BiblioBoard has announced a new program to offer bestselling independent and self-published e-books for library lending on a multi-user model. Dubbed the “Indie Rock Stars” module, the program will launch with the participation of some 50 authors, and will include at least 18 New York Times bestselling books and more than 30 award-winning novels. The module will officially launch at the ALA Mid-Winter Conference in Chicago, on January 30, 2015.
Among the authors included is Hugh Howey, the outspoken, bestselling author of Wool, who says the opportunity to reach new readers through libraries through BiblioBoard is attractive.
“The number one challenge any author has is building an audience,” Howey says in a release. “Librarians can be a powerful marketing force for authors.” Howey’s agent, Kristin Nelson, agrees. “Self-publishing authors didn’t have an easy way to reach this critical market, which is why Nelson Literary Agency Digital chose to partner with BiblioBoard.”
Barbara Freethy, said to be the all-time bestselling Amazon Kindle Direct author, is also part of the initial collection—and has even created book club guides to be used by patrons reading her books.
BiblioBoard in one of a handful of companies seeking to move away from the current “one copy, one user” digital lending model for libraries. With BiblioBoard, libraries buy annual subscription access to collections and then offer patrons unlimited, multi-user access. Titles are streamed to users via an app, and can also be pulled onto a user's digital shelf for offline reading.
BiblioBoard has been gaining traction, Mitchell Davis, BiblioBoard founder, says, and is now working with over 600 publishers, as well as partnering directly with libraries to power proprietary e-lending and self-publishing platforms. The “Indie Rock Stars” module is its boldest program yet, offering access to more mainstream, popular content. “There are 280 books in this collection that have sold [a combined] 17 million copies in the past few years,” Davis says.
While the company has yet to strike a deal with any of the Big Five publishers, that’s Okay, Davis says, noting that his primary concern for now is establishing a compelling, “elegant” library experience for e-books, something he says is sorely lacking in the current, frontlist-driven, e-lending space.
“There is nothing less elegant than one-user-at-a-time checkouts, waitlists, or asking patrons to race and finish a book before it disappears from their bookshelf,” Davis says, telling PW that the most popular library e-lending models today “mimic the print world to the point of absurdity.”
At a PW breakfast event this summer, Davis advocated that libraries reconsider their pursuit of expensive and often user-unfriendly frontlist titles from the major houses, and instead focus on creating an user experience more like what users today enjoy with Netflix. He has even dubbed his approach the “Breaking Bad Model,” after his experience with NetFlix.

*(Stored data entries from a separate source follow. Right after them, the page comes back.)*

use axum::{extract::State, Json};
use std::sync::Arc;

use super::error::ApiError;
use super::extract::ApiQuery;
use super::validation::non_blank;
use crate::db::{Service, ServiceQuery};
use crate::AppState;

/// List the service catalog, optionally narrowed to one category
///
/// GET /api/services
pub async fn list_services(
    State(state): State<Arc<AppState>>,
    ApiQuery(query): ApiQuery<ServiceQuery>,
) -> Result<Json<Vec<Service>>, ApiError> {
    let services = match non_blank(&query.category) {
        Some(category) => {
            sqlx::query_as::<_, Service>(
                "SELECT * FROM services WHERE category = ? ORDER BY category, name",
            )
            .bind(category.to_lowercase())
            .fetch_all(&state.db)
            .await?
        }
        None => {
            sqlx::query_as::<_, Service>("SELECT * FROM services ORDER BY category, name")
                .fetch_all(&state.db)
                .await?
        }
    };

    Ok(Json(services))
}
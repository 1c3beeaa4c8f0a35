//! Input validation for API requests.
//!
//! Field validators return `Result<_, String>` with a human-readable message;
//! handlers collect them with `ValidationErrorBuilder` from the `error` module.

use chrono::{DateTime, NaiveDate, NaiveDateTime, NaiveTime};
use lazy_static::lazy_static;
use regex::Regex;

lazy_static! {
    /// Pragmatic email check: something@something.tld, no whitespace
    static ref EMAIL_REGEX: Regex = Regex::new(
        r"^[^\s@]+@[^\s@]+\.[^\s@]+$"
    ).unwrap();
}

/// Minimum password length for new accounts
pub const MIN_PASSWORD_LENGTH: usize = 8;

/// Trimmed value of an optional text field, or None when absent or blank
pub fn non_blank(value: &Option<String>) -> Option<&str> {
    value.as_deref().map(str::trim).filter(|v| !v.is_empty())
}

/// Validate an email address
pub fn validate_email(email: &str) -> Result<(), String> {
    if email.len() > 254 {
        return Err("Email is too long (max 254 characters)".to_string());
    }
    if !EMAIL_REGEX.is_match(email) {
        return Err("Invalid email address".to_string());
    }
    Ok(())
}

/// Validate a new account password
pub fn validate_password(password: &str) -> Result<(), String> {
    if password.chars().count() < MIN_PASSWORD_LENGTH {
        return Err(format!(
            "Password must be at least {} characters",
            MIN_PASSWORD_LENGTH
        ));
    }
    if password.len() > 1024 {
        return Err("Password is too long".to_string());
    }
    Ok(())
}

/// Parse a booking date. Accepts a plain `YYYY-MM-DD` date or a combined date-time
/// (RFC 3339 or naive ISO 8601); only the date portion, as written, is kept.
pub fn parse_booking_date(value: &str) -> Result<NaiveDate, String> {
    let value = value.trim();

    if let Ok(date) = NaiveDate::parse_from_str(value, "%Y-%m-%d") {
        return Ok(date);
    }
    if let Ok(dt) = DateTime::parse_from_rfc3339(value) {
        return Ok(dt.naive_local().date());
    }
    for format in ["%Y-%m-%dT%H:%M:%S%.f", "%Y-%m-%dT%H:%M", "%Y-%m-%d %H:%M:%S"] {
        if let Ok(dt) = NaiveDateTime::parse_from_str(value, format) {
            return Ok(dt.date());
        }
    }

    Err("Invalid date. Use YYYY-MM-DD".to_string())
}

/// Parse a booking time in 24-hour (`14:30`, `14:30:00`) or 12-hour (`2:30 PM`) form.
pub fn parse_booking_time(value: &str) -> Result<NaiveTime, String> {
    let value = value.trim();

    for format in ["%H:%M", "%H:%M:%S"] {
        if let Ok(time) = NaiveTime::parse_from_str(value, format) {
            return Ok(time);
        }
    }

    let upper = value.to_uppercase();
    for format in ["%I:%M %p", "%I:%M%p"] {
        if let Ok(time) = NaiveTime::parse_from_str(&upper, format) {
            return Ok(time);
        }
    }

    Err("Invalid time. Use HH:MM".to_string())
}

/// Validate a payment amount in major currency units
pub fn validate_amount(amount: f64) -> Result<(), String> {
    if !amount.is_finite() || amount <= 0.0 {
        return Err("Amount must be greater than zero".to_string());
    }
    if amount > 1_000_000.0 {
        return Err("Amount is too large".to_string());
    }
    Ok(())
}

/// Validate a profile age
pub fn validate_age(age: Option<i64>) -> Result<(), String> {
    match age {
        Some(age) if !(0..=150).contains(&age) => Err("Age must be between 0 and 150".to_string()),
        _ => Ok(()),
    }
}
use axum::{extract::State, Json};
use serde::Deserialize;
use std::sync::Arc;

use super::error::{ApiError, ValidationErrorBuilder};
use super::extract::ApiJson;
use super::validation::{non_blank, validate_amount};
use crate::payment::{to_minor_units, LinkRequest, PaymentError, PaymentLink};
use crate::AppState;

#[derive(Debug, Deserialize)]
pub struct CreatePaymentRequest {
    /// Amount in major currency units
    pub amount: Option<f64>,
    pub description: Option<String>,
    pub remarks: Option<String>,
}

impl From<PaymentError> for ApiError {
    fn from(err: PaymentError) -> Self {
        match err {
            PaymentError::NotConfigured => {
                ApiError::service_unavailable("Online payment is not available")
            }
            other => {
                tracing::error!(error = %other, "Payment provider error");
                ApiError::external_service("Payment provider request failed")
            }
        }
    }
}

/// Request a hosted payment link from the provider
///
/// POST /api/payment
pub async fn create_payment(
    State(state): State<Arc<AppState>>,
    ApiJson(req): ApiJson<CreatePaymentRequest>,
) -> Result<Json<PaymentLink>, ApiError> {
    let description = non_blank(&req.description);

    let mut errors = ValidationErrorBuilder::new();
    match req.amount {
        Some(amount) => {
            errors.check("amount", validate_amount(amount));
        }
        None => {
            errors.add("amount", "Amount is required");
        }
    }
    if description.is_none() {
        errors.add("description", "Description is required");
    }
    errors.finish()?;

    let request = LinkRequest {
        amount: to_minor_units(req.amount.unwrap_or_default()),
        description: description.unwrap_or_default().to_string(),
        remarks: non_blank(&req.remarks).map(str::to_string),
    };

    let link = state.payments.create_link(&request).await?;

    tracing::info!(link_id = %link.id, amount = request.amount, "Payment link created");
    Ok(Json(link))
}

#[cfg(test)]
mod tests {
    use crate::api::test_support::{body_json, send, test_state_with};
    use crate::config::Config;
    use axum::{
        http::{HeaderMap, Method, StatusCode},
        routing::post,
        Json, Router,
    };
    use serde_json::{json, Value};

    /// Serve a stand-in provider on an ephemeral port and return its base URL.
    async fn spawn_provider(status: StatusCode) -> String {
        let app = Router::new().route(
            "/v1/links",
            post(move |headers: HeaderMap, Json(body): Json<Value>| async move {
                let authorized = headers
                    .get("authorization")
                    .and_then(|h| h.to_str().ok())
                    .map(|h| h.starts_with("Basic "))
                    .unwrap_or(false);
                if !authorized {
                    return (StatusCode::UNAUTHORIZED, Json(json!({"errors": []})));
                }
                let amount = body["data"]["attributes"]["amount"].clone();
                (
                    status,
                    Json(json!({
                        "data": {
                            "id": "link_abc123",
                            "attributes": {
                                "amount": amount,
                                "checkout_url": "https://pay.example/l/abc123",
                                "reference_number": "RX9",
                                "status": "unpaid"
                            }
                        }
                    })),
                )
            }),
        );

        let listener = tokio::net::TcpListener::bind("127.0.0.1:0").await.unwrap();
        let addr = listener.local_addr().unwrap();
        tokio::spawn(async move {
            axum::serve(listener, app).await.unwrap();
        });
        format!("http://{}/v1", addr)
    }

    fn config_for(api_base: String) -> Config {
        let mut config = Config::default();
        config.payment.secret_key = Some("sk_test_salon".to_string());
        config.payment.api_base = api_base;
        config
    }

    #[tokio::test]
    async fn test_payment_link_created() {
        let base = spawn_provider(StatusCode::OK).await;
        let state = test_state_with(config_for(base)).await;

        let response = send(
            &state,
            Method::POST,
            "/api/payment",
            Some(json!({"amount": 450.0, "description": "Hair Trim"})),
        )
        .await;
        assert_eq!(response.status(), StatusCode::OK);
        let body = body_json(response).await;
        assert_eq!(body["id"], "link_abc123");
        assert_eq!(body["checkout_url"], "https://pay.example/l/abc123");
        assert_eq!(body["reference_number"], "RX9");
    }

    #[tokio::test]
    async fn test_provider_failure_is_bad_gateway() {
        let base = spawn_provider(StatusCode::INTERNAL_SERVER_ERROR).await;
        let state = test_state_with(config_for(base)).await;

        let response = send(
            &state,
            Method::POST,
            "/api/payment",
            Some(json!({"amount": 450.0, "description": "Hair Trim"})),
        )
        .await;
        assert_eq!(response.status(), StatusCode::BAD_GATEWAY);
        let body = body_json(response).await;
        assert_eq!(body["error"]["message"], "Payment provider request failed");
    }

    #[tokio::test]
    async fn test_payment_without_key_is_unavailable() {
        let state = test_state_with(Config::default()).await;
        let response = send(
            &state,
            Method::POST,
            "/api/payment",
            Some(json!({"amount": 450.0, "description": "Hair Trim"})),
        )
        .await;
        assert_eq!(response.status(), StatusCode::SERVICE_UNAVAILABLE);
    }

    #[tokio::test]
    async fn test_payment_validation() {
        let state = test_state_with(Config::default()).await;
        let response = send(
            &state,
            Method::POST,
            "/api/payment",
            Some(json!({"amount": -5})),
        )
        .await;
        assert_eq!(response.status(), StatusCode::BAD_REQUEST);
        let body = body_json(response).await;
        assert!(body["error"]["details"]["amount"].is_array());
        assert!(body["error"]["details"]["description"].is_array());
    }
}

While Davis concedes that the Netflix experience doesn’t map directly with libraries, he says that offering great, popular backlist content through a satisfying consumer experience will ultimately drive sales of new titles for publishers, and offer greater satisfaction for library users. But perhaps more to the point, he says the library e-book experience must keep pace with user expectations being set by these new streaming services, or risk losing relevance.
“Librarians are exhausted from being penalized for success,” Davis explains. "If they spread the word about a great book, but only one patron can read it at a time, it creates a traffic jam. We don’t want that. We want libraries to be on par with the other consumer experiences people interact with every day.”